10/28/2005

satir ginlistic


satir ginlistic, originally uploaded by beast of all notions.

chilean pig vulture is now on the menu and a future retro marvelous villain taste

itching and scratching, doublemint gum commercial

you can't tell me i'm wrong if i tell you you're wrong right after. that's how it works, honey. ask anyone with half a brain and the other half is doublemint gum flavored candy cotton. if you say "oh you look pretty today, herm," and i say "no, you look great, whatever the fuck your name is," then you look great whatsyourfuckingface and i do not. Now you can counter with the patented "No, no, your are," but you have to name me and state what it "is/are" i am am. "No, no, you look great Herm, again, in the face." Understand? Good. Let's move on to important news.
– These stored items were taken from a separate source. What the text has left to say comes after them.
//! Undo, redo and history bookkeeping.

use super::{Document, SelectionOptions};
use crate::change::{Change, change_end};
use crate::history::{History, HistoryChange, HistoryDirection, HistorySize, HistorySnapshot, TakenEvent};
use crate::operation::DocEvent;
use crate::selection_set::Selection;
use crate::spans::{SpanSnapshot, merge_old_spans, remove_cleared_spans};
use std::time::Instant;
use tracing::debug;

impl Document {
    /// Inverse entry of `change`, built before it is applied.
    fn history_entry(&self, change: &Change) -> HistoryChange {
        HistoryChange {
            from: change.from,
            to: change_end(change),
            text: self.lines_between(change.from, change.to),
            spans: self.local_spans(change.from.line, change.to.line + 1),
        }
    }

    /// Marker spans of lines `from..to`, or `None` if there are none.
    fn local_spans(&self, from: usize, to: usize) -> Option<SpanSnapshot> {
        let snapshot: SpanSnapshot = (from..to)
            .map(|n| {
                self.id_at(n)
                    .map(|id| self.tree.line(id).marked_spans().to_vec())
                    .unwrap_or_default()
            })
            .collect();
        snapshot.iter().any(|spans| !spans.is_empty()).then_some(snapshot)
    }

    pub(crate) fn record_change(&self, change: &Change, sel_after: Selection) {
        self.record_change_as(change, sel_after, self.op.id);
    }

    /// Record `change` as part of operation `op_id`.
    pub(crate) fn record_change_as(&self, change: &Change, sel_after: Selection, op_id: u64) {
        let now = Instant::now();
        self.history.borrow_mut().add_change(
            change,
            &self.sel,
            sel_after,
            op_id,
            now,
            || self.history_entry(change),
        );
    }

    /// Undo the last change group. Returns `false` if there is nothing to undo.
    ///
    /// ```rust
    /// use codeview_core::{Document, Pos};
    ///
    /// let mut doc = Document::new("abc");
    /// doc.replace_range("X", Pos::new(0, 1), Pos::new(0, 2), None).unwrap();
    /// assert!(doc.undo());
    /// assert_eq!(doc.get_value(None), "abc");
    /// assert!(doc.redo());
    /// assert_eq!(doc.get_value(None), "aXc");
    /// assert!(!doc.redo());
    /// ```
    pub fn undo(&mut self) -> bool {
        self.operation(|doc| doc.change_from_history(HistoryDirection::Undo, false))
    }

    /// Redo the last undone change group.
    pub fn redo(&mut self) -> bool {
        self.operation(|doc| doc.change_from_history(HistoryDirection::Redo, false))
    }

    /// Go back to the previous selection, undoing changes only if no selection event is left.
    pub fn undo_selection(&mut self) -> bool {
        self.operation(|doc| doc.change_from_history(HistoryDirection::Undo, true))
    }

    /// Inverse of [`Document::undo_selection`].
    pub fn redo_selection(&mut self) -> bool {
        self.operation(|doc| doc.change_from_history(HistoryDirection::Redo, true))
    }

    fn change_from_history(&mut self, dir: HistoryDirection, allow_selection_only: bool) -> bool {
        let current = self.sel.clone();
        let taken = self
            .history
            .borrow_mut()
            .take_event(dir, allow_selection_only, &current);
        let group = match taken {
            TakenEvent::Nothing => return false,
            TakenEvent::Selection(sel) => {
                self.set_selection(
                    sel,
                    SelectionOptions {
                        clear_redo: false,
                        ..SelectionOptions::default()
                    },
                );
                return true;
            }
            TakenEvent::Changes(group) => group,
        };

        for (i, entry) in group.changes.iter().enumerate().rev() {
            let change = entry.to_change(dir.origin());
            let change = Change {
                from: self.clip_pos(change.from),
                to: self.clip_pos(change.to),
                ..change
            };
            let anti = self.history_entry(&change);
            self.history.borrow_mut().push_anti_change(dir, anti);

            let sel_after = if i == 0 {
                self.history.borrow().source_top_selection(dir)
            } else {
                None
            };
            let old = entry
                .spans
                .as_ref()
                .map(|spans| remove_cleared_spans(spans, &self.markers));
            let spans = merge_old_spans(old, self.stretch_spans(&change));
            if let Some(outbox) = self.outbox.as_mut() {
                outbox.push(change.clone());
            }
            self.apply_to_tree(change, sel_after, spans);
        }
        true
    }

    /// Number of undo and redo steps.
    pub fn history_size(&self) -> HistorySize {
        self.history.borrow().size()
    }

    /// Drop all undo and redo steps. Documents sharing the history see it cleared too.
    pub fn clear_history(&mut self) {
        self.operation(|doc| {
            let fresh = History::continued_from(&doc.history.borrow());
            *doc.history.borrow_mut() = fresh;
            debug!("history cleared");
            doc.op.push(DocEvent::HistoryCleared);
        });
    }

    /// Current generation. With `force_split` the next change starts a new undo step.
    pub fn change_generation(&mut self, force_split: bool) -> u64 {
        let mut hist = self.history.borrow_mut();
        if force_split {
            hist.split();
        }
        hist.generation()
    }

    /// Remember the current content as the clean state.
    pub fn mark_clean(&mut self) {
        self.clean_generation = self.change_generation(true);
    }

    /// `true` if the content is the one last marked clean.
    pub fn is_clean(&self) -> bool {
        self.is_clean_at(self.clean_generation)
    }

    /// `true` if the content is the one at generation `generation`.
    pub fn is_clean_at(&self, generation: u64) -> bool {
        self.history.borrow().generation() == generation
    }

    /// Plain-data copy of the history, suitable for persisting.
    pub fn history_snapshot(&self) -> HistorySnapshot {
        self.history.borrow().snapshot()
    }

    /// Replace the history with a snapshot (typically one loaded from JSON).
    pub fn set_history(&mut self, snapshot: HistorySnapshot) {
        self.history.borrow_mut().restore(snapshot);
    }
}

#[cfg(test)]
mod tests {
    use super::*;
    use crate::markers::MarkerOptions;
    use crate::pos::Pos;
    use pretty_assertions::assert_eq;

    #[test]
    fn test_typing_merges_into_one_step() {
        let mut doc = Document::new("ab");
        for (i, ch) in ["x", "y", "z"].into_iter().enumerate() {
            let at = Pos::new(0, 2 + i);
            doc.replace_range(ch, at, at, Some("+input")).unwrap();
        }
        assert_eq!(doc.get_value(None), "abxyz");
        assert_eq!(doc.history_size(), HistorySize { undo: 1, redo: 0 });
        assert!(doc.undo());
        assert_eq!(doc.get_value(None), "ab");
        assert_eq!(doc.history_size(), HistorySize { undo: 0, redo: 1 });
        assert!(!doc.undo());
    }

    #[test]
    fn test_undo_restores_selection_before_change() {
        let mut doc = Document::new("abc");
        doc.set_cursor(Pos::new(0, 3));
        doc.replace_range("d", Pos::new(0, 3), Pos::new(0, 3), None).unwrap();
        assert_eq!(doc.selection().primary().head, Pos::new(0, 4));
        doc.undo();
        assert_eq!(doc.selection().primary().head, Pos::new(0, 3));
        doc.redo();
        assert_eq!(doc.selection().primary().head, Pos::new(0, 4));
    }

    #[test]
    fn test_selection_undo() {
        let mut doc = Document::new("abcdef");
        doc.set_cursor(Pos::new(0, 1));
        doc.set_cursor(Pos::new(0, 2));
        assert!(doc.undo_selection());
        assert_eq!(doc.selection().primary().head, Pos::new(0, 1));
        assert!(doc.redo_selection());
        assert_eq!(doc.selection().primary().head, Pos::new(0, 2));
        assert_eq!(doc.get_value(None), "abcdef");
    }

    #[test]
    fn test_undo_reattaches_removed_marker() {
        let mut doc = Document::new("hello world");
        let id = doc
            .mark_text(Pos::new(0, 6), Pos::new(0, 11), MarkerOptions::default())
            .unwrap();
        doc.replace_range("", Pos::new(0, 5), Pos::new(0, 11), None).unwrap();
        assert_eq!(doc.find_marker(id), None);
        doc.undo();
        let range = doc.find_marker(id).unwrap();
        assert_eq!((range.from, range.to), (Pos::new(0, 6), Pos::new(0, 11)));
    }

    #[test]
    fn test_cleared_marker_stays_cleared_after_undo() {
        let mut doc = Document::new("hello world");
        let id = doc
            .mark_text(Pos::new(0, 6), Pos::new(0, 11), MarkerOptions::default())
            .unwrap();
        doc.replace_range("", Pos::new(0, 5), Pos::new(0, 11), None).unwrap();
        doc.clear_marker(id).unwrap();
        doc.undo();
        assert_eq!(doc.get_value(None), "hello world");
        assert!(doc.get_line(0).unwrap().spans.is_empty());
    }

    #[test]
    fn test_mark_text_as_history_step() {
        let mut doc = Document::new("abc");
        let id = doc
            .mark_text(
                Pos::new(0, 0),
                Pos::new(0, 2),
                MarkerOptions {
                    add_to_history: true,
                    ..MarkerOptions::default()
                },
            )
            .unwrap();
        assert_eq!(doc.history_size().undo, 1);
        doc.undo();
        assert_eq!(doc.get_value(None), "abc");
        assert_eq!(doc.find_marker(id), None);
    }

    #[test]
    fn test_clean_tracking() {
        let mut doc = Document::new("abc");
        assert!(doc.is_clean());
        doc.replace_range("x", Pos::new(0, 0), Pos::new(0, 0), None).unwrap();
        assert!(!doc.is_clean());
        doc.mark_clean();
        assert!(doc.is_clean());
        let generation = doc.change_generation(false);
        doc.undo();
        assert!(!doc.is_clean());
        doc.redo();
        assert!(doc.is_clean_at(generation));
    }

    #[test]
    fn test_clear_history_emits_event() {
        use std::cell::Cell;
        use std::rc::Rc;

        let mut doc = Document::new("abc");
        doc.replace_range("x", Pos::new(0, 0), Pos::new(0, 0), None).unwrap();
        let cleared = Rc::new(Cell::new(false));
        let seen = cleared.clone();
        doc.subscribe(move |event| {
            if *event == DocEvent::HistoryCleared {
                seen.set(true);
            }
        });
        doc.clear_history();
        assert!(cleared.get());
        assert_eq!(doc.history_size(), HistorySize::default());
        assert!(!doc.undo());
    }

    #[test]
    fn test_history_survives_json() {
        let mut doc = Document::new("abc");
        doc.replace_range("X", Pos::new(0, 3), Pos::new(0, 3), None).unwrap();
        let json = doc.history_snapshot().to_json().unwrap();

        let mut restored = Document::new("abcX");
        restored.set_history(HistorySnapshot::from_json(&json).unwrap());
        assert_eq!(restored.history_size().undo, 1);
        assert!(restored.undo());
        assert_eq!(restored.get_value(None), "abc");
    }
}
My eyes have been itchy for the last month. I think it might be the wool army navy blacket i pulled out of the trash a few weeks ago. I've been using it as a beddy bye lasagna layer of cheese or meat to insulate me from the cold that is my beautifully barren wood floored room. My room is big. i used to live in a small nook of space that i'm sure was once a squirrel's nest until the landlords got the gentrification line itch. "Hell, Matsuda, we'll evict the rodents and move in a Puerto Rican. Yeeehaw!" Well, others say i may have allergies but i refuse to swallow red pills (not since the chest scratching incident in Shanghai back in 2002). A dead prostitute made of rice noodles. It's all a scam champ. You've been had.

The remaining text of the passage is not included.